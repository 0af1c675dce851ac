// Copyright (c) 2025 Lanai Authors
//
// Licensed under dual license:
// - MIT License (LICENSE-MIT or https://opensource.org/licenses/MIT)
// - Apache License, Version 2.0 (LICENSE-APACHE or https://www.apache.org/licenses/LICENSE-2.0)

//! Error types for the prefix tree.

/// Errors that can occur in prefix tree operations.
#[derive(Debug, thiserror::Error, PartialEq, Eq, Clone)]
pub enum TrieError {
    /// A value of the wrong shape was handed to an operation.
    #[error("Invalid input to {operation}: expected {expected}, found {found}")]
    InvalidInput {
        /// The operation that rejected the value.
        operation: &'static str,
        /// The shape the operation accepts.
        expected: &'static str,
        /// The shape that was actually received.
        found: &'static str,
    },
}
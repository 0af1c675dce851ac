// Copyright (c) 2025 Lanai Authors
//
// Licensed under dual license:
// - MIT License (LICENSE-MIT or https://opensource.org/licenses/MIT)
// - Apache License, Version 2.0 (LICENSE-APACHE or https://www.apache.org/licenses/LICENSE-2.0)

//! Test modules for Lanai.
//!
//! This module contains the crate-internal test suites:
//! - Configuration loading and validation
//! - Error context and reporting
//! - Property-based tests for the trie and its queries
//! - Shared strategies and fixtures

pub mod config_tests;
pub mod test_utils;

// Re-export commonly used testing tools to simplify imports in test modules
pub use test_utils::{
    string_strategy, word_batch_strategy, word_strategy, TestFixture,
};
// matchday/src/booking/mod.rs

//! Ticket booking: one registered pipeline plus the function that runs it and
//! turns the final context into a [`BookingOutcome`].

mod pipeline;

pub use pipeline::register_booking_pipeline;

use crate::collaborators::Collaborators;
use crate::error::{ServiceError, ServiceResult};
use crate::models::{Booking, Fixture};
use crate::notify::NotificationReport;
use crate::pipeline::ContextData;
use crate::registry::Registry;
use crate::validation::BookingRequest;
use serde::Serialize;
use serde_json::Value;
use tracing::{info, instrument};

pub mod steps {
  pub const ENSURE_WRITE_ACCESS: &str = "ensure_write_access";
  pub const VALIDATE_REQUEST: &str = "validate_request";
  pub const LOAD_FIXTURE: &str = "load_fixture";
  pub const RESERVE_TICKETS: &str = "reserve_tickets";
  pub const CREATE_BOOKING: &str = "create_booking";
  pub const NOTIFY_CUSTOMER: &str = "notify_customer";
  pub const NOTIFY_ADMIN: &str = "notify_admin";
}

/// What happened to the fixture's availability counter.
#[derive(Debug, Clone, PartialEq, Eq, Serialize)]
#[serde(tag = "status", rename_all = "camelCase")]
pub enum InventoryUpdate {
  Pending,
  Reserved { quantity: u32, remaining: u32 },
  /// The store could not be written. The booking still stands.
  Failed { reason: String },
}

/// Working data of one booking request.
#[derive(Debug)]
pub struct BookingCtxData {
  pub collaborators: Collaborators,
  pub payload: Value,
  pub request: Option<BookingRequest>,
  pub fixture: Option<Fixture>,
  pub inventory: InventoryUpdate,
  pub booking: Option<Booking>,
  pub document_id: Option<String>,
  pub notifications: NotificationReport,
}

impl BookingCtxData {
  pub fn new(collaborators: Collaborators, payload: Value) -> Self {
    Self {
      collaborators,
      payload,
      request: None,
      fixture: None,
      inventory: InventoryUpdate::Pending,
      booking: None,
      document_id: None,
      notifications: NotificationReport::default(),
    }
  }
}

#[derive(Debug, Clone, PartialEq)]
pub struct BookingOutcome {
  pub booking: Booking,
  pub fixture: Fixture,
  pub inventory: InventoryUpdate,
  pub notifications: NotificationReport,
}

pub fn sold_out_message(available: u32, requested: u32) -> String {
  format!("Only {available} ticket(s) available. You requested {requested}.")
}

/// Runs the booking pipeline registered in `registry` for `payload`.
#[instrument(name = "booking::place", skip_all)]
pub async fn place_booking(
  registry: &Registry<ServiceError>,
  collaborators: &Collaborators,
  payload: Value,
) -> ServiceResult<BookingOutcome> {
  let ctx = ContextData::new(BookingCtxData::new(collaborators.clone(), payload));
  let report = registry.run(ctx.clone()).await?;

  if !report.is_completed() {
    return Err(ServiceError::Internal("booking pipeline stopped early".to_string()));
  }

  let mut data = ctx.write();
  let (Some(booking), Some(fixture)) = (data.booking.take(), data.fixture.take()) else {
    return Err(ServiceError::Internal("booking pipeline finished without a booking".to_string()));
  };

  info!(
    booking_id = %booking.id,
    match_id = %booking.match_id,
    quantity = booking.quantity,
    soft_failures = report.soft_failures.len(),
    "Booking placed."
  );

  Ok(BookingOutcome {
    booking,
    fixture,
    inventory: std::mem::replace(&mut data.inventory, InventoryUpdate::Pending),
    notifications: std::mem::take(&mut data.notifications),
  })
}
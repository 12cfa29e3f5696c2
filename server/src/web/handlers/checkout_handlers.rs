// matchday_server/src/web/handlers/checkout_handlers.rs

use actix_web::{web, HttpResponse};
use serde_json::json;
use tracing::{info, instrument};

use crate::errors::AppError;
use crate::state::AppState;
use crate::web::handlers::json_body;
use matchday::checkout::ORDER_PLACED_MESSAGE;

#[instrument(name = "handler::checkout", skip(app_state, body))]
pub async fn checkout_handler(app_state: web::Data<AppState>, body: web::Bytes) -> Result<HttpResponse, AppError> {
  let payload = json_body(&body)?;
  let outcome = app_state.club.place_order(payload).await?;

  info!(
    order_id = %outcome.order.id,
    total = %outcome.order.total,
    customer_email = ?outcome.notifications.customer,
    admin_email = ?outcome.notifications.admin,
    "Checkout request completed."
  );

  Ok(HttpResponse::Ok().json(json!({
    "success": true,
    "orderId": outcome.order.id,
    "message": ORDER_PLACED_MESSAGE,
  })))
}
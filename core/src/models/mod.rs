// matchday/src/models/mod.rs

//! Typed records exchanged with the content store and the HTTP layer.

pub mod booking;
pub mod cart_item;
pub mod fixture;
pub mod order;

pub use booking::{Booking, BookingStatus};
pub use cart_item::CartItem;
pub use fixture::Fixture;
pub use order::{Customer, Order, OrderLine};
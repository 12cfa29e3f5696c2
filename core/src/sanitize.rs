// matchday/src/sanitize.rs

//! Makes untrusted strings safe to interpolate into HTML email bodies.
//!
//! No markup survives: tags are removed, the text of `<script>`/`<style>`
//! elements is removed with them, and whatever remains is HTML-escaped.

/// Elements whose text content is dropped along with the tags.
const NON_TEXT_ELEMENTS: [&str; 2] = ["script", "style"];

/// Strips markup, then escapes the remaining text for an HTML body.
pub fn sanitize_html(input: &str) -> String {
  escape_html(&strip_tags(input))
}

/// Plain-text variant for header fields such as the subject line: markup is
/// stripped and line breaks are collapsed, but nothing is entity-escaped.
pub fn sanitize_header(input: &str) -> String {
  strip_tags(input)
    .split(['\r', '\n'])
    .map(str::trim)
    .filter(|part| !part.is_empty())
    .collect::<Vec<_>>()
    .join(" ")
}

pub fn escape_html(input: &str) -> String {
  let mut out = String::with_capacity(input.len());
  for c in input.chars() {
    match c {
      '&' => out.push_str("&amp;"),
      '<' => out.push_str("&lt;"),
      '>' => out.push_str("&gt;"),
      '"' => out.push_str("&quot;"),
      '\'' => out.push_str("&#39;"),
      other => out.push(other),
    }
  }
  out
}

/// A `<` opens a tag only when followed by a letter, `/`, `!` or `?`.
/// Anything else (`a < b`) is text.
fn opens_tag(next: Option<char>) -> bool {
  matches!(next, Some(c) if c.is_ascii_alphabetic() || c == '/' || c == '!' || c == '?')
}

fn tag_name(tag_body: &str) -> String {
  tag_body
    .trim_start_matches('/')
    .chars()
    .take_while(|c| c.is_ascii_alphanumeric())
    .collect::<String>()
    .to_ascii_lowercase()
}

/// Removes every tag. An unterminated `<tag` swallows the rest of the input,
/// since a browser would do the same.
pub fn strip_tags(input: &str) -> String {
  let mut out = String::with_capacity(input.len());
  let mut rest = input;

  while let Some(lt) = rest.find('<') {
    out.push_str(&rest[..lt]);
    let after_lt = &rest[lt + 1..];

    if !opens_tag(after_lt.chars().next()) {
      out.push('<');
      rest = after_lt;
      continue;
    }

    let Some(gt) = after_lt.find('>') else {
      return out;
    };
    let tag_body = &after_lt[..gt];
    rest = &after_lt[gt + 1..];

    let name = tag_name(tag_body);
    if !tag_body.starts_with('/') && NON_TEXT_ELEMENTS.contains(&name.as_str()) {
      rest = skip_element_text(rest, &name);
    }
  }

  out.push_str(rest);
  out
}

/// Skips past the matching closing tag, or to the end if there is none.
fn skip_element_text<'a>(rest: &'a str, name: &str) -> &'a str {
  let closing = format!("</{}", name);
  let lowered = rest.to_ascii_lowercase();
  match lowered.find(&closing) {
    Some(start) => match rest[start..].find('>') {
      Some(end) => &rest[start + end + 1..],
      None => "",
    },
    None => "",
  }
}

----

● **Problem details**
Please print the material above exactly as it appears, from its first line through the line containing "use crate::collaborators::Collaborators;", inclusive, and stop there.

● **The answer**
repository 0af1c675dce851ac
// Copyright (c) 2025 Lanai Authors
//
// Licensed under dual license:
// - MIT License (LICENSE-MIT or https://opensource.org/licenses/MIT)
// - Apache License, Version 2.0 (LICENSE-APACHE or https://www.apache.org/licenses/LICENSE-2.0)

//! Error types for the prefix tree.

/// Errors that can occur in prefix tree operations.
#[derive(Debug, thiserror::Error, PartialEq, Eq, Clone)]
pub enum TrieError {
    /// A value of the wrong shape was handed to an operation.
    #[error("Invalid input to {operation}: expected {expected}, found {found}")]
    InvalidInput {
        /// The operation that rejected the value.
        operation: &'static str,
        /// The shape the operation accepts.
        expected: &'static str,
        /// The shape that was actually received.
        found: &'static str,
    },
}
repository 0af1c675dce851ac
// Copyright (c) 2025 Lanai Authors
//
// Licensed under dual license:
// - MIT License (LICENSE-MIT or https://opensource.org/licenses/MIT)
// - Apache License, Version 2.0 (LICENSE-APACHE or https://www.apache.org/licenses/LICENSE-2.0)

//! Test modules for Lanai.
//!
//! This module contains the crate-internal test suites:
//! - Configuration loading and validation
//! - Error context and reporting
//! - Property-based tests for the trie and its queries
//! - Shared strategies and fixtures

pub mod config_tests;
pub mod test_utils;

// Re-export commonly used testing tools to simplify imports in test modules
pub use test_utils::{
    string_strategy, word_batch_strategy, word_strategy, TestFixture,
};
// matchday/src/booking/mod.rs

//! Ticket booking: one registered pipeline plus the function that runs it and
//! turns the final context into a [`BookingOutcome`].

mod pipeline;

pub use pipeline::register_booking_pipeline;

use crate::collaborators::Collaborators;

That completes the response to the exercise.